A lacie cool I have lacies too, had them for about three years know, when I first got them they wer about 5 month old, they do grow quicky and grow out of their cages quicjly aswell, I found I was up sizing my cages every 8 month and I have to do it again soon. first cage was 1.2x1.0x1.0 the second 1.8x1.2x1.2 third cage 2.4x1.8x1.8 and know I am constructing a 4.5x4.5x1.8. if you have the space and the money for new cages get them dont listen to ad my animals are dog tame I have seen carpet pythons worst then lacies and everyone has got them and its not a basic question all monitors are not that easy to house, breed and handle but dont let that stop you from trying, ask the current keeper about there history and attitude, what he feeds them etc....good luck


----------



## Alexahnder (Nov 28, 2003)

anthony stimson had a big one at the easter show that was really really tame


----------



## olivaceus71 (Nov 28, 2003)

Hahaha D, and funny how once I sold baby to you, he would no longer comply with human training.

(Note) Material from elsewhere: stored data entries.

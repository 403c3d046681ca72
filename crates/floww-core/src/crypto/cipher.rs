//! XChaCha20-Poly1305 encryption and decryption.
//!
//! This module provides authenticated encryption using XChaCha20-Poly1305,
//! which combines the ChaCha20 stream cipher with the Poly1305 MAC for
//! authenticated encryption with associated data (AEAD).
//!
//! # Wire Format
//!
//! The ciphertext format is: `nonce (24 bytes) || ciphertext || tag (16 bytes)`
//!
//! - **Nonce**: 24-byte random value, safe to generate randomly without collision risk
//! - **Ciphertext**: Same length as plaintext
//! - **Tag**: 16-byte authentication tag appended by the cipher

use chacha20poly1305::XChaCha20Poly1305;
use chacha20poly1305::aead::{Aead, AeadCore, KeyInit, OsRng};

use super::error::{CryptoError, CryptoResult};
use super::key::EncryptionKey;

/// Size of the XChaCha20-Poly1305 nonce in bytes.
pub const NONCE_SIZE: usize = 24;

/// Size of the Poly1305 authentication tag in bytes.
pub const TAG_SIZE: usize = 16;

/// Minimum size of valid ciphertext (nonce + tag, no plaintext).
pub const MIN_CIPHERTEXT_SIZE: usize = NONCE_SIZE + TAG_SIZE;

/// Encrypts plaintext using XChaCha20-Poly1305.
///
/// Returns the ciphertext with the nonce prepended. The format is:
/// `nonce (24 bytes) || ciphertext || tag (16 bytes)`
///
/// # Arguments
///
/// * `key` - The 256-bit encryption key
/// * `plaintext` - The data to encrypt
///
/// # Returns
///
/// The encrypted ciphertext with nonce prepended.
///
/// # Example
///
/// ```rust,ignore
/// use floww_core::crypto::{encrypt, decrypt, EncryptionKey};
///
/// let key = EncryptionKey::generate();
/// let plaintext = b"hello world";
///
/// let ciphertext = encrypt(&key, plaintext)?;
/// let decrypted = decrypt(&key, &ciphertext)?;
///
/// assert_eq!(plaintext, decrypted.as_slice());
/// ```
pub fn encrypt(key: &EncryptionKey, plaintext: &[u8]) -> CryptoResult<Vec<u8>> {
    let cipher = XChaCha20Poly1305::new(key.as_bytes().into());

    // Generate a random nonce - XChaCha20's 24-byte nonce is safe to generate randomly
    let nonce = XChaCha20Poly1305::generate_nonce(&mut OsRng);

    // Encrypt the plaintext
    let ciphertext = cipher
        .encrypt(&nonce, plaintext)
        .map_err(|_| CryptoError::RandomGenerationFailed)?;

    // Prepend nonce to ciphertext
    let mut result = Vec::with_capacity(NONCE_SIZE + ciphertext.len());
    result.extend_from_slice(&nonce);
    result.extend_from_slice(&ciphertext);

    Ok(result)
}

/// Decrypts ciphertext encrypted with [`encrypt`].
///
/// Expects the ciphertext format: `nonce (24 bytes) || ciphertext || tag (16 bytes)`
///
/// # Arguments
///
/// * `key` - The 256-bit encryption key (must match the key used for encryption)
/// * `ciphertext` - The encrypted data with prepended nonce
///
/// # Returns
///
/// The decrypted plaintext.
///
/// # Errors
///
/// - [`CryptoError::CiphertextTooShort`] if the ciphertext is shorter than nonce + tag
/// - [`CryptoError::DecryptionFailed`] if decryption fails (wrong key, corrupted data, or tampering)
pub fn decrypt(key: &EncryptionKey, ciphertext: &[u8]) -> CryptoResult<Vec<u8>> {
    if ciphertext.len() < MIN_CIPHERTEXT_SIZE {
        return Err(CryptoError::CiphertextTooShort);
    }

    let cipher = XChaCha20Poly1305::new(key.as_bytes().into());

    // Split nonce and ciphertext
    let (nonce_bytes, encrypted) = ciphertext.split_at(NONCE_SIZE);
    let nonce = nonce_bytes.into();

    // Decrypt
    cipher
        .decrypt(nonce, encrypted)
        .map_err(|_| CryptoError::DecryptionFailed)
}

/// Encrypts a serializable value as JSON.
///
/// This is a convenience function that serializes the value to JSON,
/// then encrypts the JSON bytes.
///
/// # Arguments
///
/// * `key` - The encryption key
/// * `value` - Any value that implements `Serialize`
///
/// # Returns
///
/// The encrypted JSON bytes with nonce prepended.
pub fn encrypt_json<T: serde::Serialize>(key: &EncryptionKey, value: &T) -> CryptoResult<Vec<u8>> {
    let json = serde_json::to_vec(value).map_err(|e| CryptoError::Json(e.to_string()))?;
    encrypt(key, &json)
}

/// Decrypts and deserializes a JSON value.
///
/// This is a convenience function that decrypts the ciphertext,
/// then deserializes the JSON bytes into the target type.
///
/// # Arguments
///
/// * `key` - The encryption key
/// * `ciphertext` - The encrypted JSON data
///
/// # Returns
///
/// The deserialized value.
pub fn decrypt_json<T: serde::de::DeserializeOwned>(
    key: &EncryptionKey,
    ciphertext: &[u8],
) -> CryptoResult<T> {
    let plaintext = decrypt(key, ciphertext)?;
    serde_json::from_slice(&plaintext).map_err(|e| CryptoError::Json(e.to_string()))
}

#[cfg(test)]
mod tests {
    use super::*;

    #[test]
    fn test_encrypt_decrypt_roundtrip() {
        let key = EncryptionKey::generate();
        let plaintext = b"hello, world!";

        let ciphertext = encrypt(&key, plaintext).unwrap();
        let decrypted = decrypt(&key, &ciphertext).unwrap();

        assert_eq!(plaintext, decrypted.as_slice());
    }

    #[test]
    fn test_encrypt_decrypt_empty() {
        let key = EncryptionKey::generate();
        let plaintext = b"";

        let ciphertext = encrypt(&key, plaintext).unwrap();
        let decrypted = decrypt(&key, &ciphertext).unwrap();

        assert_eq!(plaintext, decrypted.as_slice());
    }

    #[test]
    fn test_encrypt_decrypt_large() {
        let key = EncryptionKey::generate();
        let plaintext = vec![0xABu8; 1024 * 1024]; // 1 MB

        let ciphertext = encrypt(&key, &plaintext).unwrap();
        let decrypted = decrypt(&key, &ciphertext).unwrap();

        assert_eq!(plaintext, decrypted);
    }

    #[test]
    fn test_ciphertext_size() {
        let key = EncryptionKey::generate();
        let plaintext = b"test";

        let ciphertext = encrypt(&key, plaintext).unwrap();

        // nonce (24) + plaintext (4) + tag (16) = 44
        assert_eq!(ciphertext.len(), NONCE_SIZE + plaintext.len() + TAG_SIZE);
    }

    #[test]
    fn test_decrypt_wrong_key() {
        let key1 = EncryptionKey::generate();
        let key2 = EncryptionKey::generate();
        let plaintext = b"secret data";

        let ciphertext = encrypt(&key1, plaintext).unwrap();
        let result = decrypt(&key2, &ciphertext);

        assert!(matches!(result, Err(CryptoError::DecryptionFailed)));
    }

    #[test]
    fn test_decrypt_corrupted_data() {
        let key = EncryptionKey::generate();
        let plaintext = b"secret data";

        let mut ciphertext = encrypt(&key, plaintext).unwrap();
        // Corrupt a byte in the middle
        ciphertext[NONCE_SIZE + 2] ^= 0xFF;

        let result = decrypt(&key, &ciphertext);
        assert!(matches!(result, Err(CryptoError::DecryptionFailed)));
    }

    #[test]
    fn test_decrypt_truncated_data() {
        let key = EncryptionKey::generate();

        // Too short to contain nonce + tag
        let short = vec![0u8; MIN_CIPHERTEXT_SIZE - 1];
        let result = decrypt(&key, &short);

        assert!(matches!(result, Err(CryptoError::CiphertextTooShort)));
    }

    #[test]
    fn test_encrypt_decrypt_json() {
        use serde::{Deserialize, Serialize};

        #[derive(Debug, PartialEq, Serialize, Deserialize)]
        struct Credentials {
            api_key: String,
            secret: String,
        }

        let key = EncryptionKey::generate();
        let creds = Credentials {
            api_key: "sk-test-123".to_string(),
            secret: "super-secret".to_string(),
        };

        let ciphertext = encrypt_json(&key, &creds).unwrap();
        let decrypted: Credentials = decrypt_json(&key, &ciphertext).unwrap();

        assert_eq!(creds, decrypted);
    }

    #[test]
    fn test_different_plaintexts_different_ciphertexts() {
        let key = EncryptionKey::generate();
        let plaintext = b"same data";

        let ciphertext1 = encrypt(&key, plaintext).unwrap();
        let ciphertext2 = encrypt(&key, plaintext).unwrap();

        // Different nonces should produce different ciphertexts
        assert_ne!(ciphertext1, ciphertext2);

        // But both should decrypt to the same plaintext
        assert_eq!(decrypt(&key, &ciphertext1).unwrap(), plaintext);
        assert_eq!(decrypt(&key, &ciphertext2).unwrap(), plaintext);
    }
}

I am the monitor wrangler.....

if it your first one get it as a hatchling till you learn how they move and the attitude they can show, i have 2 hand tamed,which meas i can handle them until THEY have had enough.
i cut there nail(just the very tip) they are like a rose bush thorn and can alot of scratched.
they luv to musk on you and visitors, but are addictive.

Darin[/quote]


----------



## Robert (Nov 30, 2003)

Marc do you dig a pit and concrete under the ground???.If not what kind of floor coverage do you use.One day i would like to get a Bells lacey or even a spencers.
Good luck morpheous if you end up getting one.Will have to post some pics.


----------



## Belinda (Nov 30, 2003)

What licence do you have*morpheus21*? I think you need class 2 but I'm not sure.

Alex..Was he the one with the Water python called Arial?


----------



## westhamsc (Nov 30, 2003)

my mate from work has one it mad as it attack every one except me and him


----------



## marc (Nov 30, 2003)

Robert....The first three cages were small anough to have timber floor as for the outside I am still researching some ideas, put probably want incluced a concrete floor, most probable steel heavy mesh


----------



## Rina (Nov 30, 2003)

I recently sold 2x4yr old belles and a lemon morph they are such rewarding animals to keep real characters.All the advice given so far is good stuff,start with a hatchling.If room and conditions permit outside enclosures are the way 2 go,once the animals start too get some size about them.The floors of the enclosures I've built have buried heavy guage mesh,seems to work well.The only time my animals really dug was when they were gravid or I hid or buried enrichments.gee I miss keeping lacies.cheers Shane


----------